Scalar-on-function regression using Stan

Functional data analysis (e.g. scalar-on-function regression, as well as functional response types) can be implemented in Stan quite easily - and indeed automated - by using the brms package, which itself calls mgcv to prepare the various matrices. mgcv it turns out can be prodded to do various types of functional data analysis (see Wood (2017) Generalized Additive Models, 2nd ed., p. 391).

Wood outlines a scalar-on-function regression using mgcv illustrated with data available in a CRAN package associated with this text gamair. To run this in Stan with brms simply requires replicating the formula that would be passed to the mgcv::gam() function.

library(gamair)
data(gas)
library(brms)
library(mgcv)

mStan <- brm(octane ~ s(nm, by=NIR, k=50), data=gas)
mMgcv <- gam(octane ~ s(nm, by=NIR, k=50), data=gas)

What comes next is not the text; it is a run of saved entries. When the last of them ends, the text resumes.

//! This module provides a coincidence matcher for spike trains.
//!
//! # Examples
//!
//! ```rust
//! use rusty_sync::matcher::Matcher;
//! use rusty_sync::spike_train::SpikeTrain;
//!
//! // Create a reference and a comparison spike train
//! let ref_train = SpikeTrain::build(&[0.0, 50.0, 100.0]).unwrap();
//! let comp_train = SpikeTrain::build(&[1.0, 49.0, 200.0]).unwrap();
//!
//! // Match the spikes of both trains within a 5 ms window
//! let matcher = Matcher::build(5.0).unwrap();
//! let result = matcher.measure(&ref_train, &comp_train);
//!
//! assert_eq!(result.coincidence_count(), 2);
//! assert_eq!(result.mask_a(), &[true, true, false]);
//! assert_eq!(result.mask_b(), &[true, true, false]);
//! ```

use itertools::{Itertools, MinMaxResult};
use serde::{Deserialize, Serialize};

use super::error::SyncError;
use super::spike_train::SpikeTrain;

/// Represents a coincidence detector for spike trains.
#[derive(Debug, PartialEq, Clone)]
pub struct Matcher {
    /// The half-width of the coincidence window, in milliseconds.
    window: f64,
}

/// Represents the outcome of matching two spike trains.
#[derive(Debug, PartialEq, Clone, Serialize, Deserialize)]
pub struct MatchResult {
    /// For every spike of the first train, whether it has a coincident counterpart.
    mask_a: Vec<bool>,
    /// For every spike of the second train, whether it has a coincident counterpart.
    mask_b: Vec<bool>,
    /// The number of coincident spike pairs.
    coincidence_count: usize,
    /// The total number of spikes in both trains.
    total_events: usize,
    /// The synchrony ratio.
    ratio: f64,
}

impl MatchResult {
    /// Returns the coincidence mask over the first train.
    pub fn mask_a(&self) -> &[bool] {
        &self.mask_a[..]
    }

    /// Returns the coincidence mask over the second train.
    pub fn mask_b(&self) -> &[bool] {
        &self.mask_b[..]
    }

    /// Returns the number of coincident spike pairs.
    pub fn coincidence_count(&self) -> usize {
        self.coincidence_count
    }

    /// Returns the total number of spikes in both trains.
    pub fn total_events(&self) -> usize {
        self.total_events
    }

    /// Returns the synchrony ratio, i.e., twice the number of coincident pairs
    /// over the total number of spikes, or 0 if both trains are empty.
    pub fn ratio(&self) -> f64 {
        self.ratio
    }
}

impl Matcher {
    /// Create a new matcher with the specified coincidence window.
    /// Returns an error if the window is negative or non-finite.
    pub fn build(window: f64) -> Result<Self, SyncError> {
        if window < 0.0 {
            return Err(SyncError::InvalidParameter(
                "The coincidence window must be non-negative".to_string(),
            ));
        }

        if !window.is_finite() {
            return Err(SyncError::InvalidParameter(
                "The coincidence window must be finite".to_string(),
            ));
        }

        Ok(Matcher { window })
    }

    /// Returns the half-width of the coincidence window.
    pub fn window(&self) -> f64 {
        self.window
    }

    /// Match the spikes of the two trains within the coincidence window.
    ///
    /// The matching is one-to-one: every spike of `a`, in increasing time order,
    /// is paired with the closest unmatched spike of `b` at most `window` away,
    /// and paired spikes leave the pool. On equal distances, the earlier spike
    /// of `b` wins. With a window of 0, only identical spike times coincide.
    /// The coincidence counts of `measure(a, b)` and `measure(b, a)` agree
    /// whenever consecutive spikes of each train are more than twice the window
    /// apart; for denser trains, the order of the arguments is part of the
    /// contract.
    pub fn measure(&self, a: &SpikeTrain, b: &SpikeTrain) -> MatchResult {
        let times_a = a.times();
        let times_b = b.times();

        let mut mask_a = vec![false; times_a.len()];
        let mut mask_b = vec![false; times_b.len()];
        let mut coincidence_count = 0;

        // Position of the first spike of b that can still coincide with the
        // current (and any later) spike of a.
        let mut start = 0;
        for (i, &ta) in times_a.iter().enumerate() {
            start += times_b[start..].partition_point(|tb| *tb < ta - self.window);

            let mut best: Option<usize> = None;
            for (j, &tb) in times_b.iter().enumerate().skip(start) {
                if tb > ta + self.window {
                    break;
                }
                if mask_b[j] {
                    continue;
                }
                if best.map_or(true, |k| (ta - tb).abs() < (ta - times_b[k]).abs()) {
                    best = Some(j);
                }
            }

            if let Some(j) = best {
                mask_a[i] = true;
                mask_b[j] = true;
                coincidence_count += 1;
            }
        }

        let total_events = times_a.len() + times_b.len();
        let ratio = match total_events {
            0 => 0.0,
            _ => 2.0 * coincidence_count as f64 / total_events as f64,
        };

        MatchResult {
            mask_a,
            mask_b,
            coincidence_count,
            total_events,
            ratio,
        }
    }

    /// Returns the expected number of coincidences between two independent
    /// stationary spike trains with the same spike counts over the same span.
    ///
    /// The span is the distance between the earliest and the latest spike of
    /// both trains taken together. Empty trains or a degenerate span yield 0.
    pub fn expected_coincidences(&self, a: &SpikeTrain, b: &SpikeTrain) -> f64 {
        if a.is_empty() || b.is_empty() {
            return 0.0;
        }

        let span = match a
            .times()
            .iter()
            .chain(b.times().iter())
            .minmax_by(|t1, t2| t1.partial_cmp(t2).unwrap())
        {
            MinMaxResult::MinMax(min, max) => max - min,
            _ => 0.0,
        };

        if span <= 0.0 {
            return 0.0;
        }

        2.0 * self.window * (a.len() * b.len()) as f64 / span
    }
}

#[cfg(test)]
mod tests {
    use super::*;
    use approx::assert_relative_eq;

    const SEED: u64 = 42;

    #[test]
    fn test_matcher_build() {
        let matcher = Matcher::build(5.0).unwrap();
        assert_eq!(matcher.window(), 5.0);

        // The zero window is valid
        assert!(Matcher::build(0.0).is_ok());

        // Negative and non-finite windows are not
        assert!(matches!(
            Matcher::build(-1.0),
            Err(SyncError::InvalidParameter(_))
        ));
        assert!(matches!(
            Matcher::build(f64::NAN),
            Err(SyncError::InvalidParameter(_))
        ));
        assert!(matches!(
            Matcher::build(f64::INFINITY),
            Err(SyncError::InvalidParameter(_))
        ));
    }

    #[test]
    fn test_measure() {
        let a = SpikeTrain::build(&[0.0, 50.0, 100.0]).unwrap();
        let b = SpikeTrain::build(&[1.0, 49.0, 200.0]).unwrap();

        let matcher = Matcher::build(5.0).unwrap();
        let result = matcher.measure(&a, &b);

        assert_eq!(result.coincidence_count(), 2);
        assert_eq!(result.total_events(), 6);
        assert_eq!(result.mask_a(), &[true, true, false]);
        assert_eq!(result.mask_b(), &[true, true, false]);
        assert_relative_eq!(result.ratio(), 2.0 / 3.0);
    }

    #[test]
    fn test_measure_empty() {
        let matcher = Matcher::build(5.0).unwrap();

        let empty = SpikeTrain::build(&[]).unwrap();
        let b = SpikeTrain::build(&[10.0, 20.0]).unwrap();

        let result = matcher.measure(&empty, &b);
        assert_eq!(result.coincidence_count(), 0);
        assert_eq!(result.mask_a(), &[] as &[bool]);
        assert_eq!(result.mask_b(), &[false, false]);
        assert_eq!(result.ratio(), 0.0);

        let result = matcher.measure(&b, &empty);
        assert_eq!(result.coincidence_count(), 0);
        assert_eq!(result.mask_a(), &[false, false]);
        assert_eq!(result.ratio(), 0.0);

        // Both trains empty: the ratio is defined as 0
        let result = matcher.measure(&empty, &empty);
        assert_eq!(result.total_events(), 0);
        assert_eq!(result.ratio(), 0.0);
    }

    #[test]
    fn test_measure_contention() {
        // Both spikes of a are within the window of the single spike of b,
        // which goes to the first one
        let a = SpikeTrain::build(&[0.0, 1.0]).unwrap();
        let b = SpikeTrain::build(&[0.5]).unwrap();

        let matcher = Matcher::build(1.0).unwrap();
        let result = matcher.measure(&a, &b);

        assert_eq!(result.coincidence_count(), 1);
        assert_eq!(result.mask_a(), &[true, false]);
        assert_eq!(result.mask_b(), &[true]);
    }

    #[test]
    fn test_measure_nearest_available() {
        // The first spike of a grabs the closest spike of b, the second one
        // falls back to the remaining one
        let a = SpikeTrain::build(&[0.0, 0.4]).unwrap();
        let b = SpikeTrain::build(&[0.1, 0.5]).unwrap();

        let matcher = Matcher::build(1.0).unwrap();
        let result = matcher.measure(&a, &b);

        assert_eq!(result.coincidence_count(), 2);
        assert_eq!(result.mask_a(), &[true, true]);
        assert_eq!(result.mask_b(), &[true, true]);
    }

    #[test]
    fn test_measure_equidistant_tie_break() {
        // The two spikes of b are equally far from the spike of a: the earlier wins
        let a = SpikeTrain::build(&[1.0]).unwrap();
        let b = SpikeTrain::build(&[0.5, 1.5]).unwrap();

        let matcher = Matcher::build(1.0).unwrap();
        let result = matcher.measure(&a, &b);

        assert_eq!(result.coincidence_count(), 1);
        assert_eq!(result.mask_b(), &[true, false]);
    }

    #[test]
    fn test_measure_zero_window() {
        let a = SpikeTrain::build(&[0.0, 1.0, 2.0]).unwrap();
        let b = SpikeTrain::build(&[0.0, 1.5, 2.0]).unwrap();

        let matcher = Matcher::build(0.0).unwrap();
        let result = matcher.measure(&a, &b);

        assert_eq!(result.coincidence_count(), 2);
        assert_eq!(result.mask_a(), &[true, false, true]);
        assert_eq!(result.mask_b(), &[true, false, true]);
    }

    #[test]
    fn test_measure_duplicated_times() {
        // Duplicated spike times are distinct events, each matched at most once
        let a = SpikeTrain::build(&[1.0, 1.0]).unwrap();
        let b = SpikeTrain::build(&[1.0]).unwrap();

        let matcher = Matcher::build(0.0).unwrap();
        let result = matcher.measure(&a, &b);

        assert_eq!(result.coincidence_count(), 1);
        assert_eq!(result.mask_a(), &[true, false]);
        assert_eq!(result.mask_b(), &[true]);
    }

    #[test]
    fn test_measure_window_boundary() {
        // A pair exactly at the window boundary coincides
        let a = SpikeTrain::build(&[0.0]).unwrap();
        let b = SpikeTrain::build(&[5.0]).unwrap();

        assert_eq!(Matcher::build(5.0).unwrap().measure(&a, &b).coincidence_count(), 1);
        assert_eq!(Matcher::build(4.9).unwrap().measure(&a, &b).coincidence_count(), 0);
    }

    #[test]
    fn test_measure_symmetry() {
        let a = SpikeTrain::build(&[0.0, 50.0, 100.0]).unwrap();
        let b = SpikeTrain::build(&[1.0, 49.0, 200.0]).unwrap();

        let matcher = Matcher::build(5.0).unwrap();
        assert_eq!(
            matcher.measure(&a, &b).coincidence_count(),
            matcher.measure(&b, &a).coincidence_count()
        );

        let a = SpikeTrain::periodic(20, 50.0, 4.0, 500.0, SEED).unwrap();
        let b = SpikeTrain::periodic(20, 50.0, 4.0, 500.0, SEED + 1).unwrap();

        let matcher = Matcher::build(5.0).unwrap();
        assert_eq!(
            matcher.measure(&a, &b).coincidence_count(),
            matcher.measure(&b, &a).coincidence_count()
        );
    }

    #[test]
    fn test_measure_monotonicity_in_window() {
        let a = SpikeTrain::periodic(20, 50.0, 4.0, 500.0, SEED).unwrap();
        let b = SpikeTrain::periodic(20, 50.0, 4.0, 500.0, SEED + 1).unwrap();

        let mut prev_count = 0;
        for window in [0.0, 1.0, 2.0, 5.0, 10.0, 25.0] {
            let result = Matcher::build(window).unwrap().measure(&a, &b);

            // The coincidence count grows with the window and is bounded by the
            // size of the smaller train
            assert!(result.coincidence_count() >= prev_count);
            assert!(result.coincidence_count() <= a.len().min(b.len()));

            // The ratio always lies in [0, 1] and vanishes with the count
            assert!(result.ratio() >= 0.0 && result.ratio() <= 1.0);
            assert_eq!(result.ratio() == 0.0, result.coincidence_count() == 0);

            prev_count = result.coincidence_count();
        }
    }

    #[test]
    fn test_measure_shift_invariance() {
        let a = SpikeTrain::periodic(20, 50.0, 4.0, 500.0, SEED).unwrap();
        let b = SpikeTrain::periodic(20, 50.0, 4.0, 500.0, SEED + 1).unwrap();

        let matcher = Matcher::build(5.0).unwrap();
        assert_eq!(
            matcher.measure(&a, &b.shifted(0.0)),
            matcher.measure(&a, &b)
        );
    }

    #[test]
    fn test_expected_coincidences() {
        let matcher = Matcher::build(5.0).unwrap();

        // Empty trains have no expected coincidences
        let empty = SpikeTrain::build(&[]).unwrap();
        let b = SpikeTrain::build(&[10.0, 20.0]).unwrap();
        assert_eq!(matcher.expected_coincidences(&empty, &b), 0.0);
        assert_eq!(matcher.expected_coincidences(&b, &empty), 0.0);

        // A degenerate span has no expected coincidences
        let a = SpikeTrain::build(&[1.0]).unwrap();
        assert_eq!(matcher.expected_coincidences(&a, &a), 0.0);

        // 2 * window * len(a) * len(b) / span
        let a = SpikeTrain::build(&[0.0, 50.0, 100.0]).unwrap();
        let b = SpikeTrain::build(&[1.0, 49.0]).unwrap();
        assert_relative_eq!(matcher.expected_coincidences(&a, &b), 2.0 * 5.0 * 6.0 / 100.0);

        // The expectation scales linearly with the window
        assert_relative_eq!(
            Matcher::build(10.0).unwrap().expected_coincidences(&a, &b),
            2.0 * matcher.expected_coincidences(&a, &b)
        );
    }
}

The Stan code can be retrieved as:

brms::make_stancode(octane ~ s(nm, by=NIR, k=50), data=gas)

Interestingly, in this example NIR is a matrix (i.e. where each row represents a different curve over the nm variable, and octane is the scalar response).

The Stan code prepared by brms produces a very similar fit to mgcv though considerably slower. More of concern, however, is that nearly every post-warmup sample exceeds max_treedepth. Increasing this to 15 has only a small impact.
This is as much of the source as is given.